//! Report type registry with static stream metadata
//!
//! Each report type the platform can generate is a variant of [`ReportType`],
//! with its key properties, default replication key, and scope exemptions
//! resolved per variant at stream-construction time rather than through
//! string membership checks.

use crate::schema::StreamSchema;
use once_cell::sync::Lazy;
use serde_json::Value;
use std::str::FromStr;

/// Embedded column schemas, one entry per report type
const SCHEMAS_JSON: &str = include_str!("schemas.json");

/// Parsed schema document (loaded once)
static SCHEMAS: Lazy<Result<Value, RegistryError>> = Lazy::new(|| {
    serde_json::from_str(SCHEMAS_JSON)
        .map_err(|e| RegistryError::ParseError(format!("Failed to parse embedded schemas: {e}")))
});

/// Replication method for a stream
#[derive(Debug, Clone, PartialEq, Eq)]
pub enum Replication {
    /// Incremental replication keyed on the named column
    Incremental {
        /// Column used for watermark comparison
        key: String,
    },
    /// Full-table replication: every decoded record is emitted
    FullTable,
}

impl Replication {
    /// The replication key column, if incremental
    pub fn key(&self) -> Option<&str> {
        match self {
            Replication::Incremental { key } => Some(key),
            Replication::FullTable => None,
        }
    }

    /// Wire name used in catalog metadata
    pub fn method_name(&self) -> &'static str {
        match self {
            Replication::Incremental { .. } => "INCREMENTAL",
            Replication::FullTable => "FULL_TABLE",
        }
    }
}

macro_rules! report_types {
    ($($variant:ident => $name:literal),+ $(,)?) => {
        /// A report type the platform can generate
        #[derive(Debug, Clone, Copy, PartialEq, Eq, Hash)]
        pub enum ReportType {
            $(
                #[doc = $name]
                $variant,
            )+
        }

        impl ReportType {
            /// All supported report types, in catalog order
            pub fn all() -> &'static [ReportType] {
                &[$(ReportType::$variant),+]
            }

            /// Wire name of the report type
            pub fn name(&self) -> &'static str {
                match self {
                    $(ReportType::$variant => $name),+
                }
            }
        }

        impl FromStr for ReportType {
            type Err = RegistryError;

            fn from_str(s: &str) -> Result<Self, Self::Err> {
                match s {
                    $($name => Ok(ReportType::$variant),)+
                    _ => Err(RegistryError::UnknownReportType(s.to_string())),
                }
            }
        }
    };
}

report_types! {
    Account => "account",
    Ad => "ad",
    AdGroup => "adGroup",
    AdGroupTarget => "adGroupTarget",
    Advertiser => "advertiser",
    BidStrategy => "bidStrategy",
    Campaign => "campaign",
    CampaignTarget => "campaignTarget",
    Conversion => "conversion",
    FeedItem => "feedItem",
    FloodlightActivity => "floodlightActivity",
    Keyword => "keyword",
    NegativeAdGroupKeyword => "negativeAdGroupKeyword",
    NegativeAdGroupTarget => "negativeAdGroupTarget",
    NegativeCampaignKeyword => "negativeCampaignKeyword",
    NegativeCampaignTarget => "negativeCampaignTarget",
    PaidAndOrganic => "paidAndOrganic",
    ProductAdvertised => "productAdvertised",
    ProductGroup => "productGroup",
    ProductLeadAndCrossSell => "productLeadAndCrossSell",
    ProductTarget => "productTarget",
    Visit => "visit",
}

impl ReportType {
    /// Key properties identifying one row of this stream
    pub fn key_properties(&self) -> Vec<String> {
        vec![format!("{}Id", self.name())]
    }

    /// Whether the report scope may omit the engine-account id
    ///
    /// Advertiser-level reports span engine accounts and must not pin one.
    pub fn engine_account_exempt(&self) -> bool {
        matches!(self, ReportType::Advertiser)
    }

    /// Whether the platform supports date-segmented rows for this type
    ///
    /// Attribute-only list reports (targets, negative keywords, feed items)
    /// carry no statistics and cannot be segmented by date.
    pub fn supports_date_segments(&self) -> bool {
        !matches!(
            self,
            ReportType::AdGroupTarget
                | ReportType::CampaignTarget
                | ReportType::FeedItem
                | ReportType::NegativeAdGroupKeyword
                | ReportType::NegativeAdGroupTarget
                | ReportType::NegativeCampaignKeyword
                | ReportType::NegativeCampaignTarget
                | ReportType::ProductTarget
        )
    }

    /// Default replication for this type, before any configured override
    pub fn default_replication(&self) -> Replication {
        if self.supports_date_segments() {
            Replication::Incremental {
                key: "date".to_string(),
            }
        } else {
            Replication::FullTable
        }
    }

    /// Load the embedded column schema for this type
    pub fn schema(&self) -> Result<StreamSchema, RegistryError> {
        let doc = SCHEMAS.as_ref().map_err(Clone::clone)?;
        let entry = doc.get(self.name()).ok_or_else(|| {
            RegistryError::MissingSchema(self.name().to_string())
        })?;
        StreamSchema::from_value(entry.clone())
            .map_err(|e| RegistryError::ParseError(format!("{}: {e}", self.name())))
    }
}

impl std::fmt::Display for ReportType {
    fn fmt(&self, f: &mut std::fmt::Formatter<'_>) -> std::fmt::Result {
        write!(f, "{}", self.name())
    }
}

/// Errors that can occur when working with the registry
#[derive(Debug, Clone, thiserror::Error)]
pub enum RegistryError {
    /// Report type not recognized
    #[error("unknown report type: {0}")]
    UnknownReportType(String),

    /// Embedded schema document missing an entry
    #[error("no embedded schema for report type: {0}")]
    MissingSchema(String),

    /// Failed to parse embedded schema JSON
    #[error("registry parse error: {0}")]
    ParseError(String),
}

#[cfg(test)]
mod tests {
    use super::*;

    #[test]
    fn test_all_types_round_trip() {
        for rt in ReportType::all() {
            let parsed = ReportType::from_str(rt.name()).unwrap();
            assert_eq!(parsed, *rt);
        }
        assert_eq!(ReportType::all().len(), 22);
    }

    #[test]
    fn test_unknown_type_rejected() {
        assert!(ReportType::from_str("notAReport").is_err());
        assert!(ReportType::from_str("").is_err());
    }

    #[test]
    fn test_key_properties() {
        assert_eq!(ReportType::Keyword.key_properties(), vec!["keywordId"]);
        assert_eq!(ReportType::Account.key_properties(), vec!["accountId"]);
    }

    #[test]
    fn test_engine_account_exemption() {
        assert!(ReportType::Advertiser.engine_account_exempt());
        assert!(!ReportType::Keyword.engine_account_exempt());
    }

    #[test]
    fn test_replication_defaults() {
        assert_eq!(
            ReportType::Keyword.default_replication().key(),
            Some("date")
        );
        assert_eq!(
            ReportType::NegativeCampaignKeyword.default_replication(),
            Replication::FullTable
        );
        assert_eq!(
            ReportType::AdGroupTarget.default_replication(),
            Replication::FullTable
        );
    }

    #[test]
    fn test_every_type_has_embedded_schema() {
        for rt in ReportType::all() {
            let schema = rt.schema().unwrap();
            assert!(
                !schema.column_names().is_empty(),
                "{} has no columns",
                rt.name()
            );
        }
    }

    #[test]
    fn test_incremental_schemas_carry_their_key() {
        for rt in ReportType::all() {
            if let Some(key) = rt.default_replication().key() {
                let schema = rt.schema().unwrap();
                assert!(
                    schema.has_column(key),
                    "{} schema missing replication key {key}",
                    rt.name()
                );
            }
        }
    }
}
==
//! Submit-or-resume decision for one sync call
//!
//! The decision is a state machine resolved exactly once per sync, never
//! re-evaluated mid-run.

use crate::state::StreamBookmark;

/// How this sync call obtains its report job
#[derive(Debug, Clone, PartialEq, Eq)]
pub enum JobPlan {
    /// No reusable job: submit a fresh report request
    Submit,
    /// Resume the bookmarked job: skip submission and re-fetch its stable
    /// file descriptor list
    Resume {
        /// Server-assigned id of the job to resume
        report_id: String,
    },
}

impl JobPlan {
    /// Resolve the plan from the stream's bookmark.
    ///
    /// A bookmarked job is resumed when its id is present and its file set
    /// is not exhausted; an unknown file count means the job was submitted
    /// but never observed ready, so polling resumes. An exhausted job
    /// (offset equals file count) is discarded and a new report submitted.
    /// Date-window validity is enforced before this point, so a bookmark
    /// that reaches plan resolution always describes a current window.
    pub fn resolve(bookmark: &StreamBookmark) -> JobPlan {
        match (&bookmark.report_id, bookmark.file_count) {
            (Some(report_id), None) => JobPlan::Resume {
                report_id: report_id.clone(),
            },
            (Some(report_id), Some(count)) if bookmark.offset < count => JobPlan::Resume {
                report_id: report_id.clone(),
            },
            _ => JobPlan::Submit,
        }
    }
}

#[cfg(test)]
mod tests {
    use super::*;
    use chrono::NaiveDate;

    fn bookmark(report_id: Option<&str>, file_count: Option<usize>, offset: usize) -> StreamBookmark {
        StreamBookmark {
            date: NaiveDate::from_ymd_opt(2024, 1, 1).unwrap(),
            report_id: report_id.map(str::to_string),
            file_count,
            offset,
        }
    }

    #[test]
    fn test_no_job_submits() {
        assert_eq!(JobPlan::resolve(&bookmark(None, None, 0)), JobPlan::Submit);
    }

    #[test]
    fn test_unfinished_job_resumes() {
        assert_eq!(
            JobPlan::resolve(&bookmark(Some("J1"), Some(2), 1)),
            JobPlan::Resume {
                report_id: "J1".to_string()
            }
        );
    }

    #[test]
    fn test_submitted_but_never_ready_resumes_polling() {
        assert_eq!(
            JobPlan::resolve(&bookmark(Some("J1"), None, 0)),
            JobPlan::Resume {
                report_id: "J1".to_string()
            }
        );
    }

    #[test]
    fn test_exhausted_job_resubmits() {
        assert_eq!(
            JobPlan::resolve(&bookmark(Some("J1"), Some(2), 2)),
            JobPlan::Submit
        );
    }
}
---
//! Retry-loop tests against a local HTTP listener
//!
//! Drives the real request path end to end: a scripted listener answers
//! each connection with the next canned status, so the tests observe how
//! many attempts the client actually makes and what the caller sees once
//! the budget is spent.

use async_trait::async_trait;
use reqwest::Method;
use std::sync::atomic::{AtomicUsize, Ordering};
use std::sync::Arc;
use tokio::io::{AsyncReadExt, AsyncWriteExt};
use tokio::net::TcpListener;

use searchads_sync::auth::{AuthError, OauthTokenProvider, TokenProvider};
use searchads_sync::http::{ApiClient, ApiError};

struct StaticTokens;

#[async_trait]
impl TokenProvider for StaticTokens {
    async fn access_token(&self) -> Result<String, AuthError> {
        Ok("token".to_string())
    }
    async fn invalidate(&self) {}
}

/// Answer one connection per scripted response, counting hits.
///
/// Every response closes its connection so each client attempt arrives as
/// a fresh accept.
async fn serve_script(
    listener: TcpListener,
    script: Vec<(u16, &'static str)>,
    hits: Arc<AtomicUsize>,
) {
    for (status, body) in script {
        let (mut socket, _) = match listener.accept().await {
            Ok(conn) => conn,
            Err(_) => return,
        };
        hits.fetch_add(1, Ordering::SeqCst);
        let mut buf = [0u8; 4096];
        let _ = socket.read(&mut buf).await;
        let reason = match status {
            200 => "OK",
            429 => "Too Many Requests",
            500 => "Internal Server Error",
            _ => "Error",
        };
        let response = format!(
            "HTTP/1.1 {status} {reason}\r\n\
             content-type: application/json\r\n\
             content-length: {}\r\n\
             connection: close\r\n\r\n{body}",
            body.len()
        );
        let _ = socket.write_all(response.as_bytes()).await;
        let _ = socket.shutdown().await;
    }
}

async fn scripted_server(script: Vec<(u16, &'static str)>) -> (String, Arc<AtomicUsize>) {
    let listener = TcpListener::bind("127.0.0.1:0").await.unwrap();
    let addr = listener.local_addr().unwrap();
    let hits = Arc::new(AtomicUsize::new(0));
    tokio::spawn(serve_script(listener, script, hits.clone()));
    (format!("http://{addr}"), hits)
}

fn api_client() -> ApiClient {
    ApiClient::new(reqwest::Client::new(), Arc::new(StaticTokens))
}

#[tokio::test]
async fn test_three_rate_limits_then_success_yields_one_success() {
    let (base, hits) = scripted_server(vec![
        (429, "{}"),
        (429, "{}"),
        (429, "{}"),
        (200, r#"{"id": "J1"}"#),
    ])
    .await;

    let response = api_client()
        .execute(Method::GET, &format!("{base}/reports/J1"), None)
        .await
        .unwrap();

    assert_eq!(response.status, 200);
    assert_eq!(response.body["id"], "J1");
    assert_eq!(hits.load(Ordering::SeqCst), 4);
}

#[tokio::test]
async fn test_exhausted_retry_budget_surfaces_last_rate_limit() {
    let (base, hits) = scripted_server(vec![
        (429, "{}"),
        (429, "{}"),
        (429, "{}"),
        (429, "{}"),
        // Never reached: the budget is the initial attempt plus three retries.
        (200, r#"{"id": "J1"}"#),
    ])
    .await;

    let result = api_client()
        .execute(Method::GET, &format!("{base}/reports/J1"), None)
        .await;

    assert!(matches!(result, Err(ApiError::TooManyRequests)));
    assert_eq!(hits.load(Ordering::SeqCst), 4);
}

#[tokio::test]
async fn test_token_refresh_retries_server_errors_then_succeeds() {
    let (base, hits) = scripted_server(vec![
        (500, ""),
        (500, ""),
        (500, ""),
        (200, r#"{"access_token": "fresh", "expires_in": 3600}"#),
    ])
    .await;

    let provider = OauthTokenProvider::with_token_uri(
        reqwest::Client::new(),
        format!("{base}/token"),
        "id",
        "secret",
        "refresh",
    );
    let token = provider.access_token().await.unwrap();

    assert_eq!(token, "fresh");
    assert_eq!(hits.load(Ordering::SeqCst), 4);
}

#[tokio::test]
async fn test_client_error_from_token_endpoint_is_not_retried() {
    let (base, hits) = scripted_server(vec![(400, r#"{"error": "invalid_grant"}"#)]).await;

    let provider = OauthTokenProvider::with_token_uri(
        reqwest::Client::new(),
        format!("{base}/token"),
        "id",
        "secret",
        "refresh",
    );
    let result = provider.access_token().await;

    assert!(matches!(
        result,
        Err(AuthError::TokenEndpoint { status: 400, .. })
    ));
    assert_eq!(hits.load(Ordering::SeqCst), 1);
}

▶ WHAT YOU WILL DO: Your answer should be the lines above, from the line containing "static stream metadata" up to and including the line containing "pub fn name(&self)", reproduced exactly and with nothing else.

▶ YOUR RESPONSE:
//! Report type registry with static stream metadata
//!
//! Each report type the platform can generate is a variant of [`ReportType`],
//! with its key properties, default replication key, and scope exemptions
//! resolved per variant at stream-construction time rather than through
//! string membership checks.

use crate::schema::StreamSchema;
use once_cell::sync::Lazy;
use serde_json::Value;
use std::str::FromStr;

/// Embedded column schemas, one entry per report type
const SCHEMAS_JSON: &str = include_str!("schemas.json");

/// Parsed schema document (loaded once)
static SCHEMAS: Lazy<Result<Value, RegistryError>> = Lazy::new(|| {
    serde_json::from_str(SCHEMAS_JSON)
        .map_err(|e| RegistryError::ParseError(format!("Failed to parse embedded schemas: {e}")))
});

/// Replication method for a stream
#[derive(Debug, Clone, PartialEq, Eq)]
pub enum Replication {
    /// Incremental replication keyed on the named column
    Incremental {
        /// Column used for watermark comparison
        key: String,
    },
    /// Full-table replication: every decoded record is emitted
    FullTable,
}

impl Replication {
    /// The replication key column, if incremental
    pub fn key(&self) -> Option<&str> {
        match self {
            Replication::Incremental { key } => Some(key),
            Replication::FullTable => None,
        }
    }

    /// Wire name used in catalog metadata
    pub fn method_name(&self) -> &'static str {
        match self {
            Replication::Incremental { .. } => "INCREMENTAL",
            Replication::FullTable => "FULL_TABLE",
        }
    }
}

macro_rules! report_types {
    ($($variant:ident => $name:literal),+ $(,)?) => {
        /// A report type the platform can generate
        #[derive(Debug, Clone, Copy, PartialEq, Eq, Hash)]
        pub enum ReportType {
            $(
                #[doc = $name]
                $variant,
            )+
        }

        impl ReportType {
            /// All supported report types, in catalog order
            pub fn all() -> &'static [ReportType] {
                &[$(ReportType::$variant),+]
            }

            /// Wire name of the report type
            pub fn name(&self) -> &'static str {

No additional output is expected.